[ACTIVITY]
Write out exactly the lines of the material below, beginning at the top and ending at the line that contains "has been validated.".

*** Block opens ***

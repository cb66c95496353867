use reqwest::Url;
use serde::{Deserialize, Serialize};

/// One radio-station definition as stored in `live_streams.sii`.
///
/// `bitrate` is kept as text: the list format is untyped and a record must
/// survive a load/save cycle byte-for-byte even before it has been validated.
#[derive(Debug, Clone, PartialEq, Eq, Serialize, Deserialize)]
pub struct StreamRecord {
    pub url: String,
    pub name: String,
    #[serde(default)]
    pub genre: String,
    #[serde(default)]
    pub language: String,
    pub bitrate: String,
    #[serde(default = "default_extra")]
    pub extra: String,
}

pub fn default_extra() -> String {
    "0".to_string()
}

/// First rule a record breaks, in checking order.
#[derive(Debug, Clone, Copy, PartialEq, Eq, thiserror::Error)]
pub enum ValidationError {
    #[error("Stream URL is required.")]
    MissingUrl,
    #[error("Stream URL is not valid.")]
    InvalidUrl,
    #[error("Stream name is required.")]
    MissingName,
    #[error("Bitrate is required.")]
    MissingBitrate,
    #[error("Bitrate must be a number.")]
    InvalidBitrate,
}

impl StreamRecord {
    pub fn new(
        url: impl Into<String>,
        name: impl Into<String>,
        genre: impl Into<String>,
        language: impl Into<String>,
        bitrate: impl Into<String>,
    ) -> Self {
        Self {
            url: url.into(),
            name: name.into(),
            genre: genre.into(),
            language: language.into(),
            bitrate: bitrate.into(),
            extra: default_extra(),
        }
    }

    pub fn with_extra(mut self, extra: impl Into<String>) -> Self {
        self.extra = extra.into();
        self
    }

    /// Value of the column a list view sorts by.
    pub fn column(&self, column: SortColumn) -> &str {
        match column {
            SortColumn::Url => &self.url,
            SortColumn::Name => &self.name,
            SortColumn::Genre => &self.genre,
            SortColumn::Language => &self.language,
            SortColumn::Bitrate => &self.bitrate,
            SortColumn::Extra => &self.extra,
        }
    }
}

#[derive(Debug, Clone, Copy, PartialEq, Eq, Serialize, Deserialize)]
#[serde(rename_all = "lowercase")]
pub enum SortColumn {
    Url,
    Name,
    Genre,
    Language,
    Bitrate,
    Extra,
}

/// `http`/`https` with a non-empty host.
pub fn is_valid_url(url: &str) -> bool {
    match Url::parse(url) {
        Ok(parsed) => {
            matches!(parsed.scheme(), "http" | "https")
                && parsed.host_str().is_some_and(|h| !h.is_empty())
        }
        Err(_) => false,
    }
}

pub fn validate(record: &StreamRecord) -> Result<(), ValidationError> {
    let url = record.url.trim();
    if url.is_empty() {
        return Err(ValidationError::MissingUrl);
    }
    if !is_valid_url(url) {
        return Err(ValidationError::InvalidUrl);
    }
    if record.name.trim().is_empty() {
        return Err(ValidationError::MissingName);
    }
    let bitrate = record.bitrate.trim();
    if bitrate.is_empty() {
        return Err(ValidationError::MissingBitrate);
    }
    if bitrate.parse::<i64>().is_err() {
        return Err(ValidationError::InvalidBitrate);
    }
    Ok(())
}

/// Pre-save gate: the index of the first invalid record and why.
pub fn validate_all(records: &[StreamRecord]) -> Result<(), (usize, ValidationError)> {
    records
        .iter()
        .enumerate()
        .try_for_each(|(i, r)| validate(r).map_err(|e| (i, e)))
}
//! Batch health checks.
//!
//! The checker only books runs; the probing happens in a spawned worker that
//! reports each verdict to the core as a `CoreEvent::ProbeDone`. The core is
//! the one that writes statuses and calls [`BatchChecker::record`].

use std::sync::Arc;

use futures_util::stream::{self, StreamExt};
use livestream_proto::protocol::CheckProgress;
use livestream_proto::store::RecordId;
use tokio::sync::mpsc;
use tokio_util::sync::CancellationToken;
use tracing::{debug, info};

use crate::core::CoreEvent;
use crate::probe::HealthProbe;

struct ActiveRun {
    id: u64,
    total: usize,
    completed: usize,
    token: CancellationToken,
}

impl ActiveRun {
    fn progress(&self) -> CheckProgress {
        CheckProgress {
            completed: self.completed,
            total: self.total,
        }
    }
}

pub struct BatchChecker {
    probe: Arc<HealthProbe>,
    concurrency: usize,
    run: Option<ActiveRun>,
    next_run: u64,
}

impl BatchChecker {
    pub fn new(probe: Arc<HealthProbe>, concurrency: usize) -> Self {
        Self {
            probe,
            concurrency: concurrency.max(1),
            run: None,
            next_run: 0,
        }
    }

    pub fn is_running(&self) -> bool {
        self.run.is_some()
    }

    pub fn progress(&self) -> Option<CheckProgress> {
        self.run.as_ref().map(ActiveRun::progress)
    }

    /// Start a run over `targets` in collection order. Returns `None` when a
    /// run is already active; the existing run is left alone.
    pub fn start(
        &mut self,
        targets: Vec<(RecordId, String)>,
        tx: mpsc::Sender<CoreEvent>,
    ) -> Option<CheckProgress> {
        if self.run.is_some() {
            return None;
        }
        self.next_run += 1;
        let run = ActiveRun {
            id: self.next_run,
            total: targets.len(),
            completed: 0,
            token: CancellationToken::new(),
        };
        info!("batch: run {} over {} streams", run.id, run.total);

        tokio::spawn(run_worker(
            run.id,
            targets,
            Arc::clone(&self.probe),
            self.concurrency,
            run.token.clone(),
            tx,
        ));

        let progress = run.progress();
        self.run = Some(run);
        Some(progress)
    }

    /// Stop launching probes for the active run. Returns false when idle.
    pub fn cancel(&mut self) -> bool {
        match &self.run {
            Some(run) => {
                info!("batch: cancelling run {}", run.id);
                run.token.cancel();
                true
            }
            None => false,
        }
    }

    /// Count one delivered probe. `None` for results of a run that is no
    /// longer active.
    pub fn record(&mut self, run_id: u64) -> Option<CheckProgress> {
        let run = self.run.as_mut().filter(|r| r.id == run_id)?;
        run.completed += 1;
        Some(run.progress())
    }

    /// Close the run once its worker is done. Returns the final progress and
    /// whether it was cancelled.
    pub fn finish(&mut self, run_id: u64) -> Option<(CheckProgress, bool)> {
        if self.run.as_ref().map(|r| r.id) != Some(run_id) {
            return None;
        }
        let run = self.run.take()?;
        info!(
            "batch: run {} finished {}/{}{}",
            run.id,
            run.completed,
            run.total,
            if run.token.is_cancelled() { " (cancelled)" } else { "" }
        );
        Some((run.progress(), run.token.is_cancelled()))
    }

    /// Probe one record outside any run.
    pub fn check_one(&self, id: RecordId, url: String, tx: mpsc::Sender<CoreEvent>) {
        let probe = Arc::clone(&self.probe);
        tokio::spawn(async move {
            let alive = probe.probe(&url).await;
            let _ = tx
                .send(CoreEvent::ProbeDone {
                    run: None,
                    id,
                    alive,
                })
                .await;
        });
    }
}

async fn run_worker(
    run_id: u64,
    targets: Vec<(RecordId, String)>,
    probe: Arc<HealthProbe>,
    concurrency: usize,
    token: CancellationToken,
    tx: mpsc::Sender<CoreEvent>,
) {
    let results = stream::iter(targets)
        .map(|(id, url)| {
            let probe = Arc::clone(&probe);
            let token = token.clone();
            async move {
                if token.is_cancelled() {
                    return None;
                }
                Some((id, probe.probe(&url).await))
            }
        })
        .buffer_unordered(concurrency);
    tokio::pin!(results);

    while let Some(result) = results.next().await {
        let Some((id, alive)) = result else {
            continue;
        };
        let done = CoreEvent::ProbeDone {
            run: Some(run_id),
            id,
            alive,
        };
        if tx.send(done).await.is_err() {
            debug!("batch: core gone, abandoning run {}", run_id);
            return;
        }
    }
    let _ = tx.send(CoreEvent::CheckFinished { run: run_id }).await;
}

*** Block closes ***

[ANSWER TO THE PROBLEM]
repository cb66c95496353867
use reqwest::Url;
use serde::{Deserialize, Serialize};

/// One radio-station definition as stored in `live_streams.sii`.
///
/// `bitrate` is kept as text: the list format is untyped and a record must
/// survive a load/save cycle byte-for-byte even before it has been validated.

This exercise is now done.